Acordei no dia seguinte com Bliss abrindo a porta do quarto, carregando uma bandeja de comida com uma aspirina e água, assim como fez na época em que eu saia constantemente com Vanessa.

Bliss é um robô, um androide, então não pode dizer que estava decepcionada comigo ou com as minhas escolhas, entrou e saiu sem acordar Jason, que continuava a dormir em sono profundo.

Comecei a me mover e percebi que havia algo me parando, uma mão, era Jason.

O seu braço estava sobre o meu pescoço quase me sufocando e ele ocupava a maior parte da cama; pelo menos ele não chutava.

Eu estava sendo empurrada para fora de minha própria cama ainda tendo que sentir o cobertor ser arrancado de mim por ele estar com calor.

Homens são todos iguais.

Senti algo vibrando; deveria ser o celular de Jason que estava no bolso de sua calça, contudo não aparentava que a vibração o faria acordar.

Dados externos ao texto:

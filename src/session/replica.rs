//! Participant-side mirror of the authoritative match state.
//!
//! The replica never applies a move on its own: a proposal is only recorded
//! as pending until the authority answers with a state or a rejection.

use log::{debug, info};

use crate::models::{
    ClientMessage, ClockSnapshot, ErrorCode, GameEndState, MoveProposal, ParticipantId,
    RejoinToken, ServerMessage, Side,
};

/// Notifications for the presentation layer
#[derive(Debug, Clone, PartialEq)]
pub enum ClientEvent {
    Joined {
        session: String,
        participant: ParticipantId,
        side: Option<Side>,
    },
    /// Broadcast after an accepted move or at match start
    StateChanged {
        board: String,
        turn: Side,
        clock: Option<ClockSnapshot>,
    },
    /// Targeted state after (re)joining or a time sync
    Synced {
        board: String,
        turn: Side,
        clock: Option<ClockSnapshot>,
    },
    /// The pending proposal was refused; `board` is the authoritative position
    MoveReverted {
        from: String,
        to: String,
        reason: String,
        board: String,
    },
    GameEnded(GameEndState),
    AvailableMoves {
        square: String,
        moves: Vec<String>,
    },
    DrawOffered {
        by: Side,
    },
    PeerJoined {
        side: Option<Side>,
    },
    PeerLeft {
        side: Option<Side>,
    },
    SessionClosed,
    ServerError {
        code: ErrorCode,
        error: String,
    },
    Disconnected,
    Reconnecting {
        attempt: u32,
    },
    Rejoined,
    /// Terminal: the remembered session has been forgotten
    RejoinFailed {
        attempts: u32,
    },
}

#[derive(Debug, Clone, Default)]
pub struct ReplicaState {
    session: Option<String>,
    participant: Option<ParticipantId>,
    token: Option<RejoinToken>,
    side: Option<Side>,
    board: Option<String>,
    turn: Option<Side>,
    clock: Option<ClockSnapshot>,
    end: GameEndState,
    draw_offer: Option<Side>,
    pending: Option<MoveProposal>,
}

impl ReplicaState {
    pub fn new() -> Self {
        Self::default()
    }

    pub fn session(&self) -> Option<&str> {
        self.session.as_deref()
    }

    pub fn participant(&self) -> Option<ParticipantId> {
        self.participant
    }

    pub fn token(&self) -> Option<RejoinToken> {
        self.token
    }

    pub fn side(&self) -> Option<Side> {
        self.side
    }

    /// Last board received from the authority
    pub fn board(&self) -> Option<&str> {
        self.board.as_deref()
    }

    pub fn turn(&self) -> Option<Side> {
        self.turn
    }

    pub fn clock(&self) -> Option<ClockSnapshot> {
        self.clock
    }

    pub fn end(&self) -> GameEndState {
        self.end
    }

    pub fn draw_offer(&self) -> Option<Side> {
        self.draw_offer
    }

    pub fn pending(&self) -> Option<&MoveProposal> {
        self.pending.as_ref()
    }

    pub fn is_my_turn(&self) -> bool {
        !self.end.is_over && self.side.is_some() && self.side == self.turn
    }

    /// Records `proposal` as pending and returns the message to send
    pub fn propose(&mut self, proposal: MoveProposal) -> ClientMessage {
        debug!("Proposing {}{}", proposal.from, proposal.to);
        self.pending = Some(proposal.clone());
        proposal.into()
    }

    /// Folds one authority message into the replica
    pub fn apply(&mut self, message: ServerMessage) -> Vec<ClientEvent> {
        match message {
            ServerMessage::SessionCreated {
                session,
                participant,
                token,
                side,
            } => self.joined(session, participant, token, Some(side)),
            ServerMessage::Joined {
                session,
                participant,
                token,
                side,
            } => self.joined(session, participant, token, side),
            ServerMessage::State { board, turn, clock } => {
                self.adopt(&board, turn, clock);
                self.draw_offer = None;
                vec![ClientEvent::StateChanged { board, turn, clock }]
            }
            ServerMessage::Sync { board, turn, clock } => {
                self.adopt(&board, turn, clock);
                vec![ClientEvent::Synced { board, turn, clock }]
            }
            ServerMessage::GameEnd(end) => {
                if self.end.is_over {
                    debug!("Ignoring repeated game end");
                    return Vec::new();
                }
                info!("Game over: {:?}", end.reason);
                self.end = end;
                self.pending = None;
                self.draw_offer = None;
                vec![ClientEvent::GameEnded(end)]
            }
            ServerMessage::MoveRejected {
                from,
                to,
                reason,
                board,
            } => {
                info!("Move {}{} rejected: {}", from, to, reason);
                self.pending = None;
                self.board = Some(board.clone());
                vec![ClientEvent::MoveReverted {
                    from,
                    to,
                    reason,
                    board,
                }]
            }
            ServerMessage::AvailableMoves { square, moves } => {
                vec![ClientEvent::AvailableMoves { square, moves }]
            }
            ServerMessage::DrawOffered { by } => {
                self.draw_offer = Some(by);
                vec![ClientEvent::DrawOffered { by }]
            }
            ServerMessage::ParticipantJoined { side } => vec![ClientEvent::PeerJoined { side }],
            ServerMessage::ParticipantLeft { side } => vec![ClientEvent::PeerLeft { side }],
            ServerMessage::SessionClosed => {
                info!("Session {:?} closed", self.session);
                *self = Self::default();
                vec![ClientEvent::SessionClosed]
            }
            ServerMessage::Error { code, error } => vec![ClientEvent::ServerError { code, error }],
        }
    }

    /// Anything but a rejoin of the same identity starts from a clean slate
    fn joined(
        &mut self,
        session: String,
        participant: ParticipantId,
        token: RejoinToken,
        side: Option<Side>,
    ) -> Vec<ClientEvent> {
        let rejoin = self.session.as_deref() == Some(session.as_str()) && self.participant == Some(participant);
        if !rejoin {
            *self = Self::default();
        }
        self.session = Some(session.clone());
        self.participant = Some(participant);
        self.token = Some(token);
        self.side = side;
        vec![ClientEvent::Joined {
            session,
            participant,
            side,
        }]
    }

    fn adopt(&mut self, board: &str, turn: Side, clock: Option<ClockSnapshot>) {
        self.board = Some(board.to_string());
        self.turn = Some(turn);
        self.clock = clock;
        self.pending = None;
    }
}
use async_trait::async_trait;
use futures::{SinkExt, StreamExt};
use log::{debug, warn};
use tokio::net::TcpStream;
use tokio_tungstenite::tungstenite::Message;
use tokio_tungstenite::{connect_async, MaybeTlsStream, WebSocketStream};

use crate::error::SyncError;
use crate::models::{ClientMessage, ServerMessage};

/// One open link to an authority
#[async_trait]
pub trait Connection: Send {
    async fn send(&mut self, message: &ClientMessage) -> Result<(), SyncError>;

    /// Next authority message, or `None` once the link is closed
    async fn recv(&mut self) -> Result<Option<ServerMessage>, SyncError>;

    async fn close(&mut self) -> Result<(), SyncError> {
        Ok(())
    }
}

#[async_trait]
pub trait Connector: Send + Sync {
    type Conn: Connection;

    async fn connect(&self, address: &str) -> Result<Self::Conn, SyncError>;
}

/// Maps a session code to the address of the authority hosting it.
///
/// `None` asks for an authority that will host a new session.
#[async_trait]
pub trait SessionResolver: Send + Sync {
    async fn resolve(&self, code: Option<&str>) -> Result<String, SyncError>;
}

/// Every session lives behind the same WebSocket endpoint
#[derive(Debug, Clone)]
pub struct UrlResolver {
    base_url: String,
}

impl UrlResolver {
    /// `base_url` like `ws://127.0.0.1:8080`
    pub fn new(base_url: impl Into<String>) -> Self {
        Self {
            base_url: base_url.into().trim_end_matches('/').to_string(),
        }
    }
}

#[async_trait]
impl SessionResolver for UrlResolver {
    async fn resolve(&self, _code: Option<&str>) -> Result<String, SyncError> {
        Ok(format!("{}/ws", self.base_url))
    }
}

#[derive(Debug, Clone, Copy, Default)]
pub struct WsConnector;

pub struct WsConnection {
    stream: WebSocketStream<MaybeTlsStream<TcpStream>>,
}

#[async_trait]
impl Connector for WsConnector {
    type Conn = WsConnection;

    async fn connect(&self, address: &str) -> Result<WsConnection, SyncError> {
        let (stream, _) = connect_async(address)
            .await
            .map_err(|e| SyncError::Connect {
                address: address.to_string(),
                reason: e.to_string(),
            })?;
        debug!("Connected to {}", address);
        Ok(WsConnection { stream })
    }
}

#[async_trait]
impl Connection for WsConnection {
    async fn send(&mut self, message: &ClientMessage) -> Result<(), SyncError> {
        let payload = serde_json::to_string(message)?;
        self.stream
            .send(Message::text(payload))
            .await
            .map_err(|e| SyncError::Transport(e.to_string()))
    }

    async fn recv(&mut self) -> Result<Option<ServerMessage>, SyncError> {
        while let Some(frame) = self.stream.next().await {
            match frame.map_err(|e| SyncError::Transport(e.to_string()))? {
                Message::Text(text) => return Ok(Some(serde_json::from_str(text.as_str())?)),
                Message::Close(reason) => {
                    debug!("Authority closed the link: {:?}", reason);
                    return Ok(None);
                }
                Message::Binary(_) => warn!("Ignoring binary frame"),
                // ping replies are handled by the stream
                _ => {}
            }
        }
        Ok(None)
    }

    async fn close(&mut self) -> Result<(), SyncError> {
        self.stream
            .close(None)
            .await
            .map_err(|e| SyncError::Transport(e.to_string()))
    }
}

“Olhei o meu celular, reconheci o número de William me ligando e ignorei. Deixei tocar até cair na caixa de mensagens, porém ele não deixou nenhuma, apenas desligou.”

Coloquei e retirei a minha mão com suavidade e delicadeza, para que ele não sentisse nada que o fizesse acordar assustado.

— Alô? — sussurrei ao perceber que era o telefone da casa dele, pois estava escrito na tela Gutcher, o nome de seu pai.

— Alô? Quem fala? — era a voz de uma mulher, talvez a sua madrasta.

Soube que a mãe dele o havia abandonado e desaparecido em um madrugada em uma embarcação que ia ao continente, o deixando apenas com o pai, algo extremamente incomum.

Ninguém deixava a ilha.

— Elisabeth... — eu respondi receosa.

— Elisabeth — ela sussurrou algo para alguém.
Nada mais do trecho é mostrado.